Mervyn Peake, music composed by Mhairi Grealis and James Boston
The Blue Elephant Theatre
Review by Sandra Giorgetti
In the face of Mervyn Peake's many and varied artistic achievements, his endeavours as a playwright probably come rather low down on the list. In this centenary year The Blue Elephant Theatre is staging his only play for children, Noah's Ark, which is their second Peake premiere and another well-deserved feather in the theatre's cap; its first was The Cave, which was produced in 2010 and was the first of several Peake events to mark his birth.
This Noah's Ark is a re-working rather than a re-telling of the Old Testament story. It has a young boy dream himself back in time, becoming the right-hand man to Noah who is mocked for having had a vision of a flood coming to his desert home and Boy is the only one who believes him.
The wickedness of mankind and the destruction to be wreaked in this cleansing of the earth are played down for a young audience, the original story is shortened and secularised and the rainbow is a celebratory recognition of a clear sky ahead rather than a heavy-going covenant from God never again to destroy the earth.

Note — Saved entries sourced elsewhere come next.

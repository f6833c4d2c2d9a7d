//! Runs the message poller and the HTTP listener under one cancellation scope.
//!
//! ```text
//! Idle -> SchemaReady -> Running -> Draining -> Stopped
//! ```
//!
//! The listener is the foreground task. Whenever it finishes, normally or not,
//! the poller is cancelled and awaited for a bounded grace period. If the
//! poller finishes first, the listener is told to drain and the run fails.

use std::fmt::Display;
use std::future::Future;
use std::time::Duration;

use tokio::sync::watch;
use tokio::task::JoinError;

#[derive(Debug, Clone, Copy, PartialEq, Eq)]
pub enum Phase {
    Idle,
    SchemaReady,
    Running,
    Draining,
    Stopped,
}

#[derive(Debug, thiserror::Error)]
pub enum SupervisorError {
    #[error("cannot {action} while {phase:?}")]
    InvalidPhase { action: &'static str, phase: Phase },
    #[error("schema setup failed: {0}")]
    Schema(String),
    #[error("HTTP listener failed: {0}")]
    Listener(#[from] std::io::Error),
    #[error("message poller exited unexpectedly: {0}")]
    PollerExited(String),
}

/// Cancellation handle handed to a supervised task.
#[derive(Debug, Clone)]
pub struct Shutdown(watch::Receiver<bool>);

impl Shutdown {
    pub fn new(receiver: watch::Receiver<bool>) -> Self {
        Self(receiver)
    }

    /// Resolves once cancellation is requested (or the supervisor is gone).
    pub async fn cancelled(&mut self) {
        let _ = self.0.wait_for(|stop| *stop).await;
    }

    #[cfg(test)]
    pub fn is_cancelled(&self) -> bool {
        *self.0.borrow()
    }
}

pub struct Supervisor {
    phase: Phase,
    grace: Duration,
}

impl Supervisor {
    pub fn new(grace: Duration) -> Self {
        Self {
            phase: Phase::Idle,
            grace,
        }
    }

    pub fn phase(&self) -> Phase {
        self.phase
    }

    fn transition(&mut self, next: Phase) {
        tracing::info!(from = ?self.phase, to = ?next, "supervisor phase change");
        self.phase = next;
    }

    /// `Idle -> SchemaReady`. The schema future must be idempotent.
    pub async fn apply_schema<F, E>(&mut self, schema: F) -> Result<(), SupervisorError>
    where
        F: Future<Output = Result<(), E>>,
        E: Display,
    {
        if self.phase != Phase::Idle {
            return Err(SupervisorError::InvalidPhase {
                action: "apply schema",
                phase: self.phase,
            });
        }
        schema
            .await
            .map_err(|err| SupervisorError::Schema(err.to_string()))?;
        self.transition(Phase::SchemaReady);
        Ok(())
    }

    /// `SchemaReady -> Running -> Draining -> Stopped`.
    ///
    /// `poller` is spawned onto the runtime; `listener` runs on the calling
    /// task. Each receives its own [`Shutdown`]: the poller's fires when the
    /// listener has stopped, the listener's fires if the poller dies.
    pub async fn run<P, PF, PE, L, LF>(
        &mut self,
        poller: P,
        listener: L,
    ) -> Result<(), SupervisorError>
    where
        P: FnOnce(Shutdown) -> PF,
        PF: Future<Output = Result<(), PE>> + Send + 'static,
        PE: Display + Send + 'static,
        L: FnOnce(Shutdown) -> LF,
        LF: Future<Output = std::io::Result<()>>,
    {
        if self.phase != Phase::SchemaReady {
            return Err(SupervisorError::InvalidPhase {
                action: "start",
                phase: self.phase,
            });
        }

        let (poller_stop, poller_rx) = watch::channel(false);
        let (listener_stop, listener_rx) = watch::channel(false);

        let mut poller_task = tokio::spawn(poller(Shutdown::new(poller_rx)));
        let serve = listener(Shutdown::new(listener_rx));
        tokio::pin!(serve);
        self.transition(Phase::Running);

        let mut poller_failure = None;
        let served = tokio::select! {
            served = &mut serve => served,
            joined = &mut poller_task => {
                let reason = describe_exit(joined);
                tracing::error!(reason = %reason, "message poller stopped unexpectedly; draining HTTP listener");
                poller_failure = Some(reason);
                let _ = listener_stop.send(true);
                (&mut serve).await
            }
        };

        self.transition(Phase::Draining);
        if poller_failure.is_none() {
            let _ = poller_stop.send(true);
            match tokio::time::timeout(self.grace, &mut poller_task).await {
                Ok(Ok(Ok(()))) => tracing::info!("message poller stopped"),
                Ok(Ok(Err(err))) => {
                    tracing::warn!(error = %err, "message poller returned an error while stopping")
                }
                Ok(Err(err)) => {
                    tracing::warn!(error = %err, "message poller task failed while stopping")
                }
                Err(_) => {
                    tracing::warn!(
                        grace_ms = self.grace.as_millis() as u64,
                        "message poller ignored cancellation; aborting"
                    );
                    poller_task.abort();
                }
            }
        }
        self.transition(Phase::Stopped);

        if let Some(reason) = poller_failure {
            if let Err(err) = served {
                tracing::error!(error = %err, "HTTP listener failed while draining");
            }
            return Err(SupervisorError::PollerExited(reason));
        }
        served.map_err(SupervisorError::from)
    }
}

fn describe_exit<E: Display>(joined: Result<Result<(), E>, JoinError>) -> String {
    match joined {
        Ok(Ok(())) => "returned without being cancelled".to_string(),
        Ok(Err(err)) => err.to_string(),
        Err(err) => err.to_string(),
    }
}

Peake has taken the Noah story and made it a vehicle for a different moral message which lurks beneath the fun and frolics of this colourful show. There is mutiny brewing aboard the Ark when supplies run low and Vulture wants to take over from the humans; Boy tries to warn Captain Noah of the dissent but Noah doesn’t return the Boy's faith in him by believing in what he says. Instead Noah mistakenly puts his faith in vain and foolish Lion trusting in his kingly status which causes trouble all round before everything turns out alright in the end.
These themes of loyalty and faith are lost on the young ones who are busy being engaged by the energetic delivery of the hardworking cast who play instruments and take on human and animal roles. Barry McStay makes for a funny, strutting Cock and limp Lion awed by Adam Langstaff's comically subversive Vulture. Claire Sharpe's harp playing gives a classy touch to the jolly musical accompaniment when she is not clucking about as mumsy Mrs Hen.
Director Mhairi Grealis, movement director David Ralph and choreographer Lisette Foster have the ensemble emerge from boxes, dance over the seats and pop out above the audience in this busy staging which lights up many young faces. Mike Lees's bright and clown-like costumes are eye-catching and work well as part human clothes and part animal form, with some especially good headwear too.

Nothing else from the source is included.